Release Date: May 21st 2021
Reviewed by: Joshua Andre
- drivers license
- 1 step forward, 3 steps back
- déjà vu
- good 4 u
- enough for you
- jealousy, jealousy
- favorite crime
- hope ur ok
Throughout the history of this site, I have tried to expand my musical palate beyond which I guess I previously would consider to be music I would never listen to. I mean it wasn’t our intention to review only Christian content… but for the better part of 5 years (2014-2019), that’s what we did. It wasn’t because all other genres were ‘bad’; it’s just that Jon and I weren’t familiar with them. In the past, I previously thought I would never listen to country music, let along review any songs from that genre… but look at us now. The last few albums we reviewed were in fact country albums! Same with pop artists like Little Mix, Selena Gomez, Dua Lipa, Sabrina Carpenter, Shawn Mendes, Hailee Steinfeld and Demi Lovato to name a few. I previously thought mainstream pop was a genre where nothing good can come from it, but now I don’t believe that for a second- there are some good pop artists, and you need to know where to look. And so now here I am in 2021, and now embarking on a musical journey where no Christian music site has gone before. And probably where no other Christian music site will go again. And that is into the abyss and rabbit hole of up-and-coming rising singer and actor Olivia Rodrigo’s debut album SOUR.
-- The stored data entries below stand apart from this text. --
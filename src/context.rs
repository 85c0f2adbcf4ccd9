//! Board Context
//!
//! Shared state provided via Leptos Context API, plus the gesture and
//! toolbar actions components call into.

use leptos::prelude::*;
use leptos_dragdrop::{set_text_selection, track_pointer, ClickGuard, PointerPress, PointerSample};
use sticker_board::{
    Board, CardDrag, DragController, DragStep, EditTarget, ItemId, Point, Position, PressOrigin, StickerDraft,
    StickerId,
};

use crate::probe::DomProbe;
use crate::ui_state::{UiStateStoreFields, UiStore};

/// Gap between the dragged item's box and its ghost, per axis
const GHOST_INSET: f64 = 20.0;

/// App-wide handles provided via context
#[derive(Clone, Copy)]
pub struct BoardContext {
    pub board: RwSignal<Board>,
    pub drag: RwSignal<DragController>,
    pub ui: UiStore,
    pub click_guard: ClickGuard,
}

pub fn use_board() -> BoardContext {
    expect_context::<BoardContext>()
}

fn to_board_sample(sample: PointerSample) -> sticker_board::PointerSample {
    sticker_board::PointerSample {
        client: Point::new(sample.client_x, sample.client_y),
        page: Point::new(sample.page_x, sample.page_y),
    }
}

impl BoardContext {
    // ========================
    // Toolbar
    // ========================

    /// Adds a default sticker and opens its title for editing
    pub fn new_sticker(&self) {
        let Some(id) = self.board.try_update(|board| board.add(StickerDraft::default())) else {
            return;
        };
        self.begin_edit(EditTarget::Title(id));
    }

    pub fn delete_all(&self) {
        let removed = self.board.try_update(|board| board.clear()).unwrap_or_default();
        *self.ui.editing().write() = None;
        log::info!("[APP] deleted {} sticker(s)", removed);
    }

    pub fn delete_sticker(&self, id: StickerId) {
        if let Some(Err(err)) = self.board.try_update(|board| board.remove(id)) {
            log::warn!("[APP] delete sticker {}: {}", id, err);
        }
    }

    // ========================
    // Items
    // ========================

    /// Appends an item and opens its content for editing
    pub fn add_item(&self, sticker: StickerId) {
        match self.board.try_update(|board| board.add_item(sticker)) {
            Some(Ok(item)) => self.begin_edit(EditTarget::Content(item)),
            Some(Err(err)) => log::warn!("[APP] add item to {}: {}", sticker, err),
            None => {}
        }
    }

    pub fn delete_item(&self, item: &ItemId) {
        if let Some(Err(err)) = self.board.try_update(|board| board.delete_item(item)) {
            log::warn!("[APP] delete item {}: {}", item, err);
        }
    }

    // ========================
    // Edit in place
    // ========================

    pub fn begin_edit(&self, target: EditTarget) {
        *self.ui.editing().write() = Some(target);
    }

    pub fn commit_edit(&self, target: EditTarget, input: String) {
        match self.board.try_update(|board| board.commit_edit(&target, &input)) {
            Some(Ok(false)) => log::debug!("[APP] blank edit ignored"),
            Some(Err(err)) => log::warn!("[APP] edit failed: {}", err),
            _ => {}
        }
        if self.ui.editing().get_untracked().as_ref() == Some(&target) {
            *self.ui.editing().write() = None;
        }
    }

    // ========================
    // Sticker drag
    // ========================

    /// Raises the sticker and makes it follow the pointer until release.
    /// `card` is the sticker's element.
    pub fn press_card(&self, id: StickerId, press: PointerPress, card: &web_sys::HtmlElement) {
        if press.on_control {
            return;
        }
        if let Some(Err(err)) = self.board.try_update(|board| board.raise(id)) {
            log::warn!("[APP] raise {}: {}", id, err);
            return;
        }

        let rect = card.get_bounding_client_rect();
        let corner = Point::new(rect.left(), rect.top());
        let offset = Position {
            top: card.offset_top(),
            left: card.offset_left(),
        };
        let threshold = self.board.with_untracked(|board| board.config().drag_threshold);
        let on_title = press.handle.as_deref() == Some("title");
        let drag = CardDrag::begin(id, to_board_sample(press.sample), corner, offset, threshold).from_title(on_title);
        *self.ui.card_drag().write() = Some(drag);

        set_text_selection(false);
        let ctx = *self;
        track_pointer(
            Callback::new(move |sample| ctx.move_card(sample)),
            Callback::new(move |_| ctx.drop_card()),
        );
    }

    fn move_card(&self, sample: PointerSample) {
        if let Some(drag) = &mut *self.ui.card_drag().write() {
            drag.track(to_board_sample(sample));
        }
    }

    fn drop_card(&self) {
        set_text_selection(true);
        let Some(drag) = self.ui.card_drag().write().take() else {
            return;
        };
        if let Some(Err(err)) = self
            .board
            .try_update(|board| board.commit_position(drag.sticker(), drag.position()))
        {
            log::warn!("[APP] sticker {} vanished mid-drag: {}", drag.sticker(), err);
            return;
        }
        if drag.is_title_click() {
            self.begin_edit(EditTarget::Title(drag.sticker()));
        }
    }

    // ========================
    // Item drag
    // ========================

    /// Arms an item drag; it starts once the pointer leaves the threshold.
    /// `row` is the item's element.
    pub fn press_item(&self, item: ItemId, press: PointerPress, row: &web_sys::HtmlElement) {
        let origin = if press.on_control {
            PressOrigin::Control
        } else {
            PressOrigin::Body
        };
        let sample = to_board_sample(press.sample);
        let rect = row.get_bounding_client_rect();
        let grab = Point::new(sample.client.x - rect.left(), sample.client.y - rect.top());
        let armed = self
            .drag
            .try_update(|drag| drag.press(item, sample, grab, origin))
            .unwrap_or(false);
        if !armed {
            return;
        }

        let width = row.client_width() as f64;
        let height = row.client_height() as f64;
        *self.ui.ghost_size().write() = ((width - GHOST_INSET).max(0.0), (height - GHOST_INSET).max(0.0));
        *self.ui.placeholder_height().write() = height;

        let ctx = *self;
        track_pointer(
            Callback::new(move |sample| ctx.move_item(sample)),
            Callback::new(move |_| ctx.drop_item()),
        );
    }

    fn move_item(&self, sample: PointerSample) {
        let sample = to_board_sample(sample);
        let board = self.board;
        let step = self
            .drag
            .try_update(|drag| {
                board.try_maybe_update(|board| {
                    let step = drag.pointer_move(board, sample, &DomProbe);
                    (step.touches_layout(), step)
                })
            })
            .flatten();
        if step == Some(DragStep::Started) {
            set_text_selection(false);
        }
    }

    fn drop_item(&self) {
        set_text_selection(true);
        let board = self.board;
        let outcome = self
            .drag
            .try_update(|drag| board.try_update(|board| drag.release(board)))
            .flatten()
            .flatten();
        if let Some(outcome) = outcome {
            self.click_guard.arm();
            log::info!(
                "[DND] {} -> sticker {} at {}{}",
                outcome.item,
                outcome.to,
                outcome.index,
                if outcome.is_transfer() { " (transfer)" } else { "" }
            );
        }
    }
}
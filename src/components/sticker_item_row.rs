//! Sticker Item Row Component
//!
//! An item inside a sticker's list. Pressing the row arms an item drag;
//! clicking the content opens it for editing unless a drop just ended.

use leptos::html;
use leptos::prelude::*;
use leptos_dragdrop::{make_on_mousedown, PointerPress};
use sticker_board::{EditTarget, ItemId};

use crate::components::EditInPlace;
use crate::context::use_board;
use crate::ui_state::UiStateStoreFields;

#[component]
pub fn StickerItemRow(item: ItemId) -> impl IntoView {
    let ctx = use_board();
    let row_ref = NodeRef::<html::Li>::new();
    let element_id = item.to_string();
    let item = StoredValue::new(item);

    let hidden = move || item.with_value(|item| ctx.board.with(|board| board.surface().is_hidden(item)));
    let content = move || {
        item.with_value(|item| ctx.board.with(|board| board.item(item).map(|entry| entry.content.clone())))
            .unwrap_or_default()
    };
    let is_editing = move || {
        item.with_value(|item| {
            ctx.ui
                .editing()
                .with(|editing| matches!(editing, Some(EditTarget::Content(target)) if target == item))
        })
    };

    // Isolated so the enclosing sticker does not start its own drag
    let on_mousedown = make_on_mousedown(
        Callback::new(move |press: PointerPress| {
            if let Some(row) = row_ref.get_untracked() {
                ctx.press_item(item.get_value(), press, &row);
            }
        }),
        true,
    );

    let on_content_click = move |_| {
        if ctx.click_guard.is_armed() {
            log::debug!("[DND] click after drop ignored");
            return;
        }
        ctx.begin_edit(EditTarget::Content(item.get_value()));
    };

    view! {
        <li
            id=element_id
            class=move || if hidden() { "item droppable hidden" } else { "item droppable" }
            node_ref=row_ref
            on:mousedown=on_mousedown
            on:dragstart=|ev| ev.prevent_default()
        >
            <Show
                when=is_editing
                fallback=move || view! {
                    <span class="item-content" on:click=on_content_click>{content}</span>
                }
            >
                <EditInPlace
                    initial=content()
                    class="input-content"
                    on_commit=Callback::new(move |value: String| {
                        ctx.commit_edit(EditTarget::Content(item.get_value()), value)
                    })
                />
            </Show>
            <button data-action="delete" on:click=move |_| ctx.delete_item(&item.get_value())>"Delete"</button>
        </li>
    }
}
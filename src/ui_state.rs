//! UI State Store
//!
//! View-only state that never reaches storage, using Leptos
//! reactive_stores for field-level reactivity.

use reactive_stores::Store;
use sticker_board::{CardDrag, EditTarget};

#[derive(Clone, Debug, Default, Store)]
pub struct UiState {
    /// Open edit-in-place session, at most one at a time
    pub editing: Option<EditTarget>,
    /// Sticker currently following the pointer
    pub card_drag: Option<CardDrag>,
    /// Ghost width and height in px
    pub ghost_size: (f64, f64),
    /// Height of the dragged item, given to the placeholder
    pub placeholder_height: f64,
}

pub type UiStore = Store<UiState>;
//! Edit In Place Component
//!
//! Text input that replaces a label while it is being edited. Enter or
//! losing focus commits; the commit runs at most once per session.

use std::cell::Cell;
use std::rc::Rc;

use leptos::html;
use leptos::prelude::*;

#[component]
pub fn EditInPlace(
    #[prop(into)] initial: String,
    #[prop(into)] class: String,
    #[prop(into)] on_commit: Callback<String>,
) -> impl IntoView {
    let input_ref = NodeRef::<html::Input>::new();
    let committed = Rc::new(Cell::new(false));

    Effect::new(move |_| {
        if let Some(input) = input_ref.get() {
            let _ = input.focus();
            input.select();
        }
    });

    let commit = move || {
        if committed.replace(true) {
            return;
        }
        let value = input_ref.get_untracked().map(|input| input.value()).unwrap_or_default();
        on_commit.run(value);
    };
    let commit_on_enter = commit.clone();

    view! {
        <input
            type="text"
            class=class
            value=initial
            node_ref=input_ref
            on:keydown=move |ev| {
                if ev.key() == "Enter" {
                    commit_on_enter();
                }
            }
            on:blur=move |_| commit()
        />
    }
}
//! Event Bus
//!
//! Document-level notification channel. Sticker-level handling happens in
//! `Board::dispatch` before anything published here is observed.

use std::fmt;

use crate::domain::ItemId;

#[derive(Debug, Clone, PartialEq, Eq)]
pub enum BoardEvent {
    /// Something persisted changed; a signal only
    ContentChanged,
    ItemDeleted(ItemId),
    ItemMoved(ItemId),
}

pub type Listener = Box<dyn FnMut(&BoardEvent) + Send + Sync>;

#[derive(Debug, Clone, Copy, PartialEq, Eq, Hash)]
pub struct ListenerId(u64);

/// Listeners are called synchronously in subscription order
#[derive(Default)]
pub struct EventBus {
    listeners: Vec<(ListenerId, Listener)>,
    next_id: u64,
}

impl EventBus {
    pub fn new() -> Self {
        Self::default()
    }

    pub fn subscribe(&mut self, listener: impl FnMut(&BoardEvent) + Send + Sync + 'static) -> ListenerId {
        self.next_id += 1;
        let id = ListenerId(self.next_id);
        self.listeners.push((id, Box::new(listener)));
        id
    }

    pub fn unsubscribe(&mut self, id: ListenerId) -> bool {
        let before = self.listeners.len();
        self.listeners.retain(|(listener_id, _)| *listener_id != id);
        self.listeners.len() != before
    }

    pub fn publish(&mut self, event: &BoardEvent) {
        for (_, listener) in self.listeners.iter_mut() {
            listener(event);
        }
    }

    pub fn len(&self) -> usize {
        self.listeners.len()
    }

    pub fn is_empty(&self) -> bool {
        self.listeners.is_empty()
    }
}

impl fmt::Debug for EventBus {
    fn fmt(&self, f: &mut fmt::Formatter<'_>) -> fmt::Result {
        f.debug_struct("EventBus")
            .field("listeners", &self.listeners.len())
            .finish()
    }
}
So why oh why, am I diving deep into this artist where other Christian websites aren’t? Is it necessary? Well let me just say that the other month I took the plunge and listened to “drivers license” (and reviewed the song!) simply because the song was blowing up. I wanted to see what all of the fuss was about. And then when I was listening to “drivers license” I just knew in my heart of hearts at that moment that I would review Olivia’s debut album when it released. Because don’t we all need a different perspective from time to time- and don’t I owe it to all of the young Christians reading Christian websites yet still being exposed to mainstream media, to write down my thoughts on one of the most popular artists this generation has seen?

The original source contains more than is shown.